Brewing beer uses a lot of water: from the irrigation needed to grow barley and hops to the aqua that ends up in the bottle. American brewers use an average of seven gallons of water to make one gallon of beer. This has pushed craft breweries to think about how they can reduce their water footprint to be more sustainable. One solution a handful of breweries have experimented with is using treated wastewater to make beer. That’s right. We’re talking about water that was likely once in a toilet.

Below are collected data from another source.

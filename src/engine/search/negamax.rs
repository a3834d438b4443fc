//! Negamax with alpha-beta pruning.
//!
//! Scores are always from the side to move at the node. A move that mates
//! immediately scores `MATE_SCORE - (ply + 1)`, where the root is ply 0, so
//! shorter mates are preferred everywhere in the tree.

use crate::engine::eval;
use crate::engine::tt::TTFlag;
use crate::error::RulesError;
use crate::rules::{ChessMove, Rules, UndoGuard};

use super::ordering::{MoveCap, order_and_cap};
use super::searcher::Searcher;
use super::types::{INFINITY, MATE_SCORE, MAX_PLY};

#[inline]
fn mate_score(ply: usize) -> i32 {
    MATE_SCORE - (ply as i32 + 1)
}

fn is_mate_score(score: i32) -> bool {
    score.abs() >= MATE_SCORE - MAX_PLY as i32
}

/// Mate scores are stored relative to the node, not the root.
fn score_to_tt(score: i32, ply: usize) -> i32 {
    if !is_mate_score(score) {
        score
    } else if score > 0 {
        score + ply as i32
    } else {
        score - ply as i32
    }
}

fn score_from_tt(score: i32, ply: usize) -> i32 {
    if !is_mate_score(score) {
        score
    } else if score > 0 {
        score - ply as i32
    } else {
        score + ply as i32
    }
}

impl<M: ChessMove> Searcher<M> {
    /// One full-width root pass. Returns no move only when the root has no
    /// legal moves; the score is then the static evaluation.
    pub(super) fn search_root<R: Rules<Move = M>>(
        &mut self,
        pos: &mut R,
        depth: u32,
    ) -> Result<(Option<M>, i32), RulesError> {
        let legals = pos.legal_moves();
        if legals.is_empty() {
            return Ok((None, self.evaluate(pos)));
        }

        let ordered = order_and_cap(&*pos, legals, MoveCap::Root, &self.config);
        let mut alpha = -INFINITY;
        let beta = INFINITY;
        let mut best_score = -INFINITY;
        let mut best_move: Option<M> = None;

        for mv in ordered {
            let score = {
                let mut child = UndoGuard::apply(pos, &mv)?;
                if child.is_checkmate() {
                    mate_score(0)
                } else {
                    -self.negamax(&mut *child, depth - 1, -beta, -alpha, 1)?
                }
            };

            if score > best_score {
                best_score = score;
                best_move = Some(mv.clone());
                alpha = alpha.max(best_score);
            }
            if alpha >= beta {
                self.record_cutoff(&mv, depth, 0);
                break;
            }
        }

        Ok((best_move, best_score))
    }

    pub(super) fn negamax<R: Rules<Move = M>>(
        &mut self,
        pos: &mut R,
        depth: u32,
        mut alpha: i32,
        beta: i32,
        ply: usize,
    ) -> Result<i32, RulesError> {
        if depth == 0 {
            return Ok(self.quiescence(pos, alpha, beta));
        }
        if pos.is_game_over() {
            return Ok(self.evaluate(pos));
        }

        let alpha_orig = alpha;
        let hash = self.config.use_transposition.then(|| pos.zobrist());
        if let Some(entry) = hash.and_then(|h| self.tt.probe(h)) {
            let (entry_depth, flag) = (entry.depth, entry.flag);
            let score = score_from_tt(entry.score, ply);
            self.stats.tt_hits += 1;
            if entry_depth >= depth {
                match flag {
                    TTFlag::Exact => return Ok(score),
                    TTFlag::LowerBound if score >= beta => return Ok(score),
                    TTFlag::UpperBound if score <= alpha => return Ok(score),
                    _ => {}
                }
            }
        }

        let legals = pos.legal_moves();
        let ordered = order_and_cap(&*pos, legals, MoveCap::Internal { depth }, &self.config);
        let mut best_score = -INFINITY;
        let mut best_move: Option<M> = None;

        for mv in ordered {
            let score = {
                let mut child = UndoGuard::apply(pos, &mv)?;
                if child.is_checkmate() {
                    mate_score(ply)
                } else {
                    -self.negamax(&mut *child, depth - 1, -beta, -alpha, ply + 1)?
                }
            };

            if score > best_score {
                best_score = score;
                best_move = Some(mv.clone());
            }
            alpha = alpha.max(best_score);
            if alpha >= beta {
                self.record_cutoff(&mv, depth, ply);
                break;
            }
        }

        if let Some(hash) = hash {
            let flag = if best_score <= alpha_orig {
                TTFlag::UpperBound
            } else if best_score >= beta {
                TTFlag::LowerBound
            } else {
                TTFlag::Exact
            };
            self.tt
                .store(hash, best_move, depth, score_to_tt(best_score, ply), flag);
        }

        Ok(best_score)
    }

    /// Capture-extension hook. No captures are searched yet: this is the
    /// static evaluation.
    pub(super) fn quiescence<R: Rules<Move = M>>(
        &mut self,
        pos: &mut R,
        _alpha: i32,
        _beta: i32,
    ) -> i32 {
        self.evaluate(pos)
    }

    pub(super) fn evaluate<R: Rules<Move = M>>(&mut self, pos: &mut R) -> i32 {
        self.stats.nodes_evaluated += 1;
        eval::evaluate(pos)
    }

    fn record_cutoff(&mut self, mv: &M, depth: u32, ply: usize) {
        self.stats.cutoffs += 1;
        self.killers.add(mv.clone(), ply);
        self.update_history(mv, depth);
    }
}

“It tastes exactly like their standard product. The only difference being instead of drawing from the tap, they took water from us,” says Christine O’Grady, a program coordinator with the University of Calgary’s Advancing Canadian Wastewater Assets, which worked in partnership with Village Brewery and a water technology company called Xylem Inc. to produce the beer. Brewers say the largest barrier to more breweries using treated wastewater in their beer is that consumers are still grossed out by the idea. O’Grady calls this the “yuck factor.” She says people are grossed out by the idea of drinking reclaimed wastewater. “I think we’ve demonstrated very effectively that it’s clean and safe water, but people still have that mental hurdle to overcome,” she says.
As water security is becoming a growing problem across the world, particularly in landlocked countries, O’Grady hopes this batch of beer will help bring greater awareness about the fact this technology exists and that we can reuse water in many ways.